There were 4,138 households in Olympia Heights, of which 31.2% had children under the age of 18 living in them. Of all households, 52.2% were married-couple households, 14.1% were households with a male householder and no spouse or partner present, and 26.5% were households with a female householder and no spouse or partner present. About 16.8% of all households were made up of individuals and 9.5% had someone living alone who was 65 years of age or older.

There were 4,243 housing units, of which 2.5% were vacant. The homeowner vacancy rate was 0.8% and the rental vacancy rate was 2.8%.

The Census Bureau's 2020 ACS 5-year estimates reported 3,257 families in the CDP.

===2010 census===
As of the 2010 United States census, there were 13,488 people, 3,793 households, and 2,932 families residing in the CDP.

===2000 census===
As of the census of 2000, there were 13,452 people, 4,157 households, and 3,487 families residing in the CDP. The population density was 4,941.5 PD/sqmi. There were 4,231 housing units at an average density of 1,554.2 /sqmi. The racial makeup of the CDP was 93.50% White (22.3% were Non-Hispanic White), 0.83% African American, 0.10% Native American, 0.91% Asian, 2.46% from other races, and 2.19% from two or more races. Hispanic or Latino of any race were 76.33% of the population.

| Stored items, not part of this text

use std::env;

use super::types::{ConfigError, Environment, UnmatchedAnswerPolicy};

const DEFAULT_CORS_ORIGINS: &[&str] =
    &["http://localhost:5173", "http://localhost:3000", "http://localhost:8080"];

pub(super) fn env_optional(key: &str) -> Option<String> {
    env::var(key).ok().map(|value| value.trim().to_string()).filter(|value| !value.is_empty())
}

pub(super) fn env_or_default(key: &str, default: &str) -> String {
    env_optional(key).unwrap_or_else(|| default.to_string())
}

pub(super) fn parse_u16(field: &'static str, value: String) -> Result<u16, ConfigError> {
    value.parse::<u16>().map_err(|_| ConfigError::InvalidValue { field, value })
}

pub(super) fn parse_u32(field: &'static str, value: String) -> Result<u32, ConfigError> {
    value.parse::<u32>().map_err(|_| ConfigError::InvalidValue { field, value })
}

pub(super) fn parse_u64(field: &'static str, value: String) -> Result<u64, ConfigError> {
    value.parse::<u64>().map_err(|_| ConfigError::InvalidValue { field, value })
}

pub(super) fn parse_i64(field: &'static str, value: String) -> Result<i64, ConfigError> {
    value.parse::<i64>().map_err(|_| ConfigError::InvalidValue { field, value })
}

pub(super) fn parse_cors_origins(value: Option<String>) -> Result<Vec<String>, ConfigError> {
    let Some(raw) = value else {
        return Ok(default_cors_origins());
    };

    if raw.trim().is_empty() {
        return Ok(default_cors_origins());
    }

    if raw.trim_start().starts_with('[') {
        let parsed: Vec<String> =
            serde_json::from_str(&raw).map_err(|_| ConfigError::InvalidCors(raw.clone()))?;
        if parsed.is_empty() {
            return Ok(default_cors_origins());
        }
        return Ok(parsed);
    }

    let items: Vec<String> = raw
        .split(',')
        .map(|item| item.trim().to_string())
        .filter(|item| !item.is_empty())
        .collect();

    if items.is_empty() {
        return Ok(default_cors_origins());
    }

    Ok(items)
}

pub(super) fn parse_bool(value: &str) -> bool {
    matches!(value, "1" | "true" | "TRUE" | "yes" | "YES" | "on" | "ON")
}

pub(super) fn parse_environment(value: Option<String>) -> Environment {
    match value.as_deref().map(|item| item.to_lowercase()) {
        Some(ref val) if val == "production" || val == "prod" => Environment::Production,
        Some(ref val) if val == "staging" => Environment::Staging,
        Some(ref val) if val == "test" || val == "testing" => Environment::Test,
        _ => Environment::Development,
    }
}

pub(super) fn parse_unmatched_answer_policy(
    value: Option<String>,
) -> Result<UnmatchedAnswerPolicy, ConfigError> {
    match value.as_deref().map(|item| item.to_ascii_lowercase()) {
        None => Ok(UnmatchedAnswerPolicy::Drop),
        Some(ref val) if val == "drop" => Ok(UnmatchedAnswerPolicy::Drop),
        Some(ref val) if val == "reject" => Ok(UnmatchedAnswerPolicy::Reject),
        Some(val) => Err(ConfigError::InvalidValue { field: "UNMATCHED_ANSWER_POLICY", value: val }),
    }
}

fn default_cors_origins() -> Vec<String> {
    DEFAULT_CORS_ORIGINS.iter().map(|item| item.to_string()).collect()
}

#[cfg(test)]
mod tests {
    use super::*;

    #[test]
    fn parse_cors_origins_json() {
        let raw = "[\"http://a\",\"http://b\"]".to_string();
        let parsed = parse_cors_origins(Some(raw)).expect("cors json");
        assert_eq!(parsed, vec!["http://a".to_string(), "http://b".to_string()]);
    }

    #[test]
    fn parse_cors_origins_csv() {
        let raw = "http://a, http://b".to_string();
        let parsed = parse_cors_origins(Some(raw)).expect("cors csv");
        assert_eq!(parsed, vec!["http://a".to_string(), "http://b".to_string()]);
    }

    #[test]
    fn parse_cors_origins_defaults_on_empty() {
        let parsed = parse_cors_origins(Some(" ".to_string())).expect("cors empty");
        assert_eq!(parsed, default_cors_origins());
    }

    #[test]
    fn parse_bool_variants() {
        assert!(parse_bool("1"));
        assert!(parse_bool("true"));
        assert!(parse_bool("yes"));
        assert!(!parse_bool("false"));
        assert!(!parse_bool("0"));
    }

    #[test]
    fn parse_environment_variants() {
        assert_eq!(parse_environment(Some("prod".to_string())), Environment::Production);
        assert_eq!(parse_environment(Some("staging".to_string())), Environment::Staging);
        assert_eq!(parse_environment(Some("testing".to_string())), Environment::Test);
        assert_eq!(parse_environment(None), Environment::Development);
    }

    #[test]
    fn parse_unmatched_policy_variants() {
        assert_eq!(parse_unmatched_answer_policy(None).unwrap(), UnmatchedAnswerPolicy::Drop);
        assert_eq!(
            parse_unmatched_answer_policy(Some("drop".to_string())).unwrap(),
            UnmatchedAnswerPolicy::Drop
        );
        assert_eq!(
            parse_unmatched_answer_policy(Some("REJECT".to_string())).unwrap(),
            UnmatchedAnswerPolicy::Reject
        );
        assert!(parse_unmatched_answer_policy(Some("discard".to_string())).is_err());
    }
}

As of 2000, there were 4,157 households, out of which 30.2% had children under the age of 18 living with them, 65.2% were married couples living together, 13.6% had a female householder with no husband present, and 16.1% were non-families. 12.4% of all households were made up of individuals, and 6.8% had someone living alone who was 65 years of age or older. The average household size was 3.22 and the average family size was 3.41.

In 2000, in the CDP, the population was spread out, with 20.0% under the age of 18, 7.7% from 18 to 24, 26.7% from 25 to 44, 26.1% from 45 to 64, and 19.6% who were 65 years of age or older. The median age was 42 years. For every 100 females, there were 91.8 males. For every 100 females age 18 and over, there were 88.9 males.

In 2000, the median income for a household in the CDP was $50,720, and the median income for a family was $54,533. Males had a median income of $34,382 versus $23,406 for females. The per capita income for the CDP was $18,198. About 5.4% of families and 6.9% of the population were below the poverty line, including 5.8% of those under age 18 and 10.9% of those age 65 or over.

As of 2000, speakers of Spanish as a first language accounted for 80.44% of residents, while English as a mother tongue made up 19.55% of the population.
==Education==

Southwest Miami High School

Miami-Dade County Public Schools serves Olympia Heights.

Blue Lakes Elementary School is in Olympia Heights. Blue Lakes Elementary school's address is 9250 SW 52nd Terrace, Miami, FL 33165. Olympia Heights Elementary School is located in University Park CDP, adjacent to Olympia Heights. Olympia Heights Elementary school's address is 9797 SW 40th St, Miami, FL 33165.

Southwest Miami High School is located in Olympia Heights.

Private schools in Olympia Heights include Gulliver Pinecrest Preparatory School Miller Drive Campus, Florida Christian School, and King's Christian School. Pinecrest Preparatory opened in 1996.

Florida International University, as of the 2020 U.S. census, is in the Westchester census-designated place. In the 1990 U.S. census it was in the Olympia Heights CDP.